**PROBLEM DESCRIPTION**
Say how many lines of the data below have the word "HighDebtLoad" in them. Add nothing else.

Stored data
* * * * * * *
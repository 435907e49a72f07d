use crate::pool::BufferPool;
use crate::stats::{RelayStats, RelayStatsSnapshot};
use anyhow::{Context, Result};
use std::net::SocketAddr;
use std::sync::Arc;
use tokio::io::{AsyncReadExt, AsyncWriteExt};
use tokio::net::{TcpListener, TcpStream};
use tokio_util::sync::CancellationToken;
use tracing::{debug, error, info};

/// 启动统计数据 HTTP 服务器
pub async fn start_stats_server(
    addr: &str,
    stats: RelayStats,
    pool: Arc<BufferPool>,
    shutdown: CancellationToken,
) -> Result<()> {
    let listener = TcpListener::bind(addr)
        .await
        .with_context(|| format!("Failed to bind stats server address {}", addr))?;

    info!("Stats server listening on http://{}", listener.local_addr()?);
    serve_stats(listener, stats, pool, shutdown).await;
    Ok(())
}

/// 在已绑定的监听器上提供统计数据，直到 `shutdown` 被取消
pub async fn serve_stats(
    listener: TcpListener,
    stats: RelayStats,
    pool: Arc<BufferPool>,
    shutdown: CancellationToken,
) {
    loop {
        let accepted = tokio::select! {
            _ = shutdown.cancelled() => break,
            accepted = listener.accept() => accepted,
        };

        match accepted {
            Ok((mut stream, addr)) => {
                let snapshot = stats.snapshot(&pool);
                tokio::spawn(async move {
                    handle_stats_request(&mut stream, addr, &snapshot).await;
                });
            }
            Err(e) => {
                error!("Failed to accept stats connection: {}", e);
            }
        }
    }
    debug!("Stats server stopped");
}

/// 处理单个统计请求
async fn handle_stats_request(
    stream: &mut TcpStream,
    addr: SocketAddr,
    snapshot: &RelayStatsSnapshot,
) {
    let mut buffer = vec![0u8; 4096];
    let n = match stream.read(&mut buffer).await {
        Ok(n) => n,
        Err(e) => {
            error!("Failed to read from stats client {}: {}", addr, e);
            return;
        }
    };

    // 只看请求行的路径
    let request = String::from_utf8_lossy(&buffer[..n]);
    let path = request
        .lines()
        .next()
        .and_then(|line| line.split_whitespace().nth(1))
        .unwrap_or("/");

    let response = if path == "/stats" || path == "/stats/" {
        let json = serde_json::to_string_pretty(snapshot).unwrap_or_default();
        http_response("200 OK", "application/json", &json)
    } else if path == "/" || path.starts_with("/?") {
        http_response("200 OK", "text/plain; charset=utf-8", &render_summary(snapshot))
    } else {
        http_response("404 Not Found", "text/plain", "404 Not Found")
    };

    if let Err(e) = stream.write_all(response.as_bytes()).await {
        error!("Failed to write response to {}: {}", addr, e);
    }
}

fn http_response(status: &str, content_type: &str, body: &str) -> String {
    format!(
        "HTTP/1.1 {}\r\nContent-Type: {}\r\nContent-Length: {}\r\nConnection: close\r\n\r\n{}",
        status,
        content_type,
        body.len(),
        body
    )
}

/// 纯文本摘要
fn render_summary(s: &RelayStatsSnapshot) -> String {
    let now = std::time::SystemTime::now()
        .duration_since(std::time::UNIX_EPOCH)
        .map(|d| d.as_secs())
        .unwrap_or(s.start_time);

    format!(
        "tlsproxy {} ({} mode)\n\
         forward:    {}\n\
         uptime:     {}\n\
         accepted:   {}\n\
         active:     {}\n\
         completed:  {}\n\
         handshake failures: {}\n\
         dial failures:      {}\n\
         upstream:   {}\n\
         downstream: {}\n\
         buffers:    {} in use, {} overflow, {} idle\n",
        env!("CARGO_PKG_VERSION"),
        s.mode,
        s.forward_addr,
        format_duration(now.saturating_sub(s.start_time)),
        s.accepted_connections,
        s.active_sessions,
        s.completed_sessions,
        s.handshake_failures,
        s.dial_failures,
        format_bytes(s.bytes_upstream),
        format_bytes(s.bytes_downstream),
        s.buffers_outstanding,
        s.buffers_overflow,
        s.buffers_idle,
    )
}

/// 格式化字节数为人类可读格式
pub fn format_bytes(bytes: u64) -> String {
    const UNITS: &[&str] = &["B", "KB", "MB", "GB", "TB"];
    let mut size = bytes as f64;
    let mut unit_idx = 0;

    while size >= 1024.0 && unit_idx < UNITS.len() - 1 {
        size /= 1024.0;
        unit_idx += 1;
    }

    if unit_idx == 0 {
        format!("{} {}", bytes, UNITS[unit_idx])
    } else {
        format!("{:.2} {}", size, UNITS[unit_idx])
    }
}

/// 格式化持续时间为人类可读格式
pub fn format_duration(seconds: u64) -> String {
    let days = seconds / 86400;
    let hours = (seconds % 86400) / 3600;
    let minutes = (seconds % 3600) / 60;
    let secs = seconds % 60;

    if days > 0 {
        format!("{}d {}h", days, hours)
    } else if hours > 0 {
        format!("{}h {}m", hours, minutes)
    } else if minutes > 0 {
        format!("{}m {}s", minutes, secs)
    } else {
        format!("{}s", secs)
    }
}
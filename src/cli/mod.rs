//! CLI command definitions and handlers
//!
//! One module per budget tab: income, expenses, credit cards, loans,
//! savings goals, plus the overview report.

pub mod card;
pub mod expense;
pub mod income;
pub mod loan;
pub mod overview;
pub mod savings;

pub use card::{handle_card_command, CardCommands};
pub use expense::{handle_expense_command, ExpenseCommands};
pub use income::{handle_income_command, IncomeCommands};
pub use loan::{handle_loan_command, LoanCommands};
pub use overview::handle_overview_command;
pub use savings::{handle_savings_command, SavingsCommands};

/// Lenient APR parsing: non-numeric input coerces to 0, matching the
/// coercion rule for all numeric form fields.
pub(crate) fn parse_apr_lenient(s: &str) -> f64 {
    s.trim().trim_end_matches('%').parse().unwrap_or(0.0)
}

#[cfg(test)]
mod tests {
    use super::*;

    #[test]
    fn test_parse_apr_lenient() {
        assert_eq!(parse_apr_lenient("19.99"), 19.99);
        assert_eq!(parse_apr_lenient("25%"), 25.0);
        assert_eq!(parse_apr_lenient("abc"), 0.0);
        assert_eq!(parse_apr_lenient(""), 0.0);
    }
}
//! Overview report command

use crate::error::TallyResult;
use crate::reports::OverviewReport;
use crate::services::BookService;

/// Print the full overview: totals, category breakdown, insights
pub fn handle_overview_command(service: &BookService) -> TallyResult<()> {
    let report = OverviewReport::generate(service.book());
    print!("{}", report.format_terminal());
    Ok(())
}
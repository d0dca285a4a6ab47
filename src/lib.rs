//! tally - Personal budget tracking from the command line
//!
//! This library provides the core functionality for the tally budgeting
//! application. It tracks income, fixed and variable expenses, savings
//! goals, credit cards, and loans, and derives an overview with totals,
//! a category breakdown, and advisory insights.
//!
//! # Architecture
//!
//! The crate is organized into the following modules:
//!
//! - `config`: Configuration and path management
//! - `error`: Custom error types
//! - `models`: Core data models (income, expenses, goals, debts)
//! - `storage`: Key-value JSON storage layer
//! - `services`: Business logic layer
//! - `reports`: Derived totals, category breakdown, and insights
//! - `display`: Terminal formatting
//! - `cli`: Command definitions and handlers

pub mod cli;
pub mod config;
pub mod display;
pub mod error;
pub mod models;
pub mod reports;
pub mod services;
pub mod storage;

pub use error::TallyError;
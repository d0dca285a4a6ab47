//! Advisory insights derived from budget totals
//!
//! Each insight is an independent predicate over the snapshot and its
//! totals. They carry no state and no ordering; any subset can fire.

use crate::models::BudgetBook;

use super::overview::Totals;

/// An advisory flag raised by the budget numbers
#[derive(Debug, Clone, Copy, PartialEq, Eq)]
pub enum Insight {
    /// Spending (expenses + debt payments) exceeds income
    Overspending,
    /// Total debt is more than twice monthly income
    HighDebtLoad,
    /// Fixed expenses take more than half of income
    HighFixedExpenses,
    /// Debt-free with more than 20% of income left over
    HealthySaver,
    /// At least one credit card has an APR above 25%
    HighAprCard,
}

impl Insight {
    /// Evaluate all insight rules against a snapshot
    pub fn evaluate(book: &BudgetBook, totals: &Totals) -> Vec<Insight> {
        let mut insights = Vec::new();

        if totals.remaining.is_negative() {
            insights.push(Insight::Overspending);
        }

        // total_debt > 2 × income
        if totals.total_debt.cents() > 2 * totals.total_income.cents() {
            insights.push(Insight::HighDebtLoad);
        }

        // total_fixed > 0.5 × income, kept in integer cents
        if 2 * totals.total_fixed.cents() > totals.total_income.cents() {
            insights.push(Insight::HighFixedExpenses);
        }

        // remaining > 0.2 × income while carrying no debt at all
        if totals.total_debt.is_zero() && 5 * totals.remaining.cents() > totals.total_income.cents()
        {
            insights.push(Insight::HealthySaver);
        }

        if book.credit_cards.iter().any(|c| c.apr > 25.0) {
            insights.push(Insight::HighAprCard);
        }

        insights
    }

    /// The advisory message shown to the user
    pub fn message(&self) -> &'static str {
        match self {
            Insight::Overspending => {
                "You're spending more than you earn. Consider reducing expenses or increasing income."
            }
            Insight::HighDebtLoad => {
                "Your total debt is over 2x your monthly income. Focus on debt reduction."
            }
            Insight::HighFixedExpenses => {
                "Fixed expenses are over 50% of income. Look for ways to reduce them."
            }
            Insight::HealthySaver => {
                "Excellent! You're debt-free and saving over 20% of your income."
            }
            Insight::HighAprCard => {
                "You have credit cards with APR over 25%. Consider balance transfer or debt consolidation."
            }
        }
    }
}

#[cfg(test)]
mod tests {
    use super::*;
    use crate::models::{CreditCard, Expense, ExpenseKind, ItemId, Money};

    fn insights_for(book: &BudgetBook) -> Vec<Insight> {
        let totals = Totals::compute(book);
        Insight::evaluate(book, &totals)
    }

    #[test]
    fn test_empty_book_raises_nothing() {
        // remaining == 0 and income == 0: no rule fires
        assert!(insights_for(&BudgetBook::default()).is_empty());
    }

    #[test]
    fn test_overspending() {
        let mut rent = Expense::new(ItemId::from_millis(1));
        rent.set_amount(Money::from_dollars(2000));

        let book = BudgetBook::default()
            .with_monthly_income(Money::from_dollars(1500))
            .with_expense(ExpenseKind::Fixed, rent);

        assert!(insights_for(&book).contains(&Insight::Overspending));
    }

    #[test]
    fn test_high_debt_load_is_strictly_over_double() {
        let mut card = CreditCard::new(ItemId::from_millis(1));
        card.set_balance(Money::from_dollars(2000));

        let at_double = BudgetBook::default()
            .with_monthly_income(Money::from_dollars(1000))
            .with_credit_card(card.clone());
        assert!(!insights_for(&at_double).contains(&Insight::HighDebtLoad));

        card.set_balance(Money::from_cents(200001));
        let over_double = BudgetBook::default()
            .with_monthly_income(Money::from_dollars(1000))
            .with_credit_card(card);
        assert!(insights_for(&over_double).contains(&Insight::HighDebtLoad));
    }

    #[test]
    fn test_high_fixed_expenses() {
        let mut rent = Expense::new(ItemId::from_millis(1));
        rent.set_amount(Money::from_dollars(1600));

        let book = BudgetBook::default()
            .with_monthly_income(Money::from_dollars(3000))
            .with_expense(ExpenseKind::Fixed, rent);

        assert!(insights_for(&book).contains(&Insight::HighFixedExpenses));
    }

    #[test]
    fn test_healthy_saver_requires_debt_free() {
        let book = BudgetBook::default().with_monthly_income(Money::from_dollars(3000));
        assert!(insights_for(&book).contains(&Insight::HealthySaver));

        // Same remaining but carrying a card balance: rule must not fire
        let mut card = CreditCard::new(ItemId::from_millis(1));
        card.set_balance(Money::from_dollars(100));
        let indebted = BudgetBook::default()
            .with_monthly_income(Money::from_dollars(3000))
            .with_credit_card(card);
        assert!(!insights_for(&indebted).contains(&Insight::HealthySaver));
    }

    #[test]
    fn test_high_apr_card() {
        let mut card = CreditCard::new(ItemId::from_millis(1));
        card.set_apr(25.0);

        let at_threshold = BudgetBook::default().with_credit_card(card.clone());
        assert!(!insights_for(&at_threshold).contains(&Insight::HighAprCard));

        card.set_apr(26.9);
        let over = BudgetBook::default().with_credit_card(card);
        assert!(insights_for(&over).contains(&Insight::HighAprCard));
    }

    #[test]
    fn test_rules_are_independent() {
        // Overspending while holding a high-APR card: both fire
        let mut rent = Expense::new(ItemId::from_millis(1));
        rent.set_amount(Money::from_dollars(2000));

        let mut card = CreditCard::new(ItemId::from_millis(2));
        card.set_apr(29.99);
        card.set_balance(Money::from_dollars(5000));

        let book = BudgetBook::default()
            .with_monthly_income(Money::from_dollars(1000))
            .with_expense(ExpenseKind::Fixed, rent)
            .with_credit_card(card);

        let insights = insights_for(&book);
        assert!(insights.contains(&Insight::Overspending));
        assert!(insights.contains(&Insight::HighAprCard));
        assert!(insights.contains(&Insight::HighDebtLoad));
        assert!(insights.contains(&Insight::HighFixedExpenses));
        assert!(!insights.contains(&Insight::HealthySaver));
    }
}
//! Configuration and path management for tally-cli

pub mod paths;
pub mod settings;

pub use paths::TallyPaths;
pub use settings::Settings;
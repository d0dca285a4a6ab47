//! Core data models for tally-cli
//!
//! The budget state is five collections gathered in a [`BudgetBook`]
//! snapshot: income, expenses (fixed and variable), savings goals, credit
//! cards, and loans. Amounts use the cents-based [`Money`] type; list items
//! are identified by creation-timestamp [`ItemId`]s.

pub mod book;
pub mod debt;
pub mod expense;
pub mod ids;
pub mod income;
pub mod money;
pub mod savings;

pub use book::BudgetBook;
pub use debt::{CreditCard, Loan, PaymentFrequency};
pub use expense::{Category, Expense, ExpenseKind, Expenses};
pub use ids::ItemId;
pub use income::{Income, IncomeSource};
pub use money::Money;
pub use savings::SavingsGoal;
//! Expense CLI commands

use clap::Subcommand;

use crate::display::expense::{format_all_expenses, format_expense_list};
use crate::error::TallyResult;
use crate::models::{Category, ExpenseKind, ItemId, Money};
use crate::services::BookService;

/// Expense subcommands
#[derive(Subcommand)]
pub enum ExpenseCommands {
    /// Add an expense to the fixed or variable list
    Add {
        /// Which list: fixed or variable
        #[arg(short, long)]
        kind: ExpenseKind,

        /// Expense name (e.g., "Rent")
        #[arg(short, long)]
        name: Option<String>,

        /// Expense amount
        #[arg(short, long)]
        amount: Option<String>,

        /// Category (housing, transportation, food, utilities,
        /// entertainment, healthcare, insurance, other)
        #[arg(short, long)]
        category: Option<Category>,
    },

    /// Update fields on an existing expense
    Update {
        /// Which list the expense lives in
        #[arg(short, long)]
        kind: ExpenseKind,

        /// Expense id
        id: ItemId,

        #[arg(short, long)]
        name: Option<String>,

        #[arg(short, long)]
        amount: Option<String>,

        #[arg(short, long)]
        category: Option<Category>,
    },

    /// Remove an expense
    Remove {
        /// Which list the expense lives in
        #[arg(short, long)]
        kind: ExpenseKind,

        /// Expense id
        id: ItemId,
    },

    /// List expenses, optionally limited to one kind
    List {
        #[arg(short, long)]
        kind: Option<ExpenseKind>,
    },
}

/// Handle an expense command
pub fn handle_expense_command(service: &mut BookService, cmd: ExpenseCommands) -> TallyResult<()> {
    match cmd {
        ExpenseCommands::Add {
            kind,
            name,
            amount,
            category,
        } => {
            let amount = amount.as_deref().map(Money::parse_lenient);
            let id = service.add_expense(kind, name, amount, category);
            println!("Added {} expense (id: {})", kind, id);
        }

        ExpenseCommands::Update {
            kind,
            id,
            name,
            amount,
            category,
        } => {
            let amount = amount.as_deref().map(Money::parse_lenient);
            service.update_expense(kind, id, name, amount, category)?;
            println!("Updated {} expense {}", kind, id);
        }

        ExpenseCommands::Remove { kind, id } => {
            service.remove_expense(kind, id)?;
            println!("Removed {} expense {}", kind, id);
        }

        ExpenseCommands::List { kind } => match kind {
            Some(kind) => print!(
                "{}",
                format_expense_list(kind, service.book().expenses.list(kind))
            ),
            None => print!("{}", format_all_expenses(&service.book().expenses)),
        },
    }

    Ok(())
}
* * * * * * *
**RESPONSE TO THE EXERCISE**
6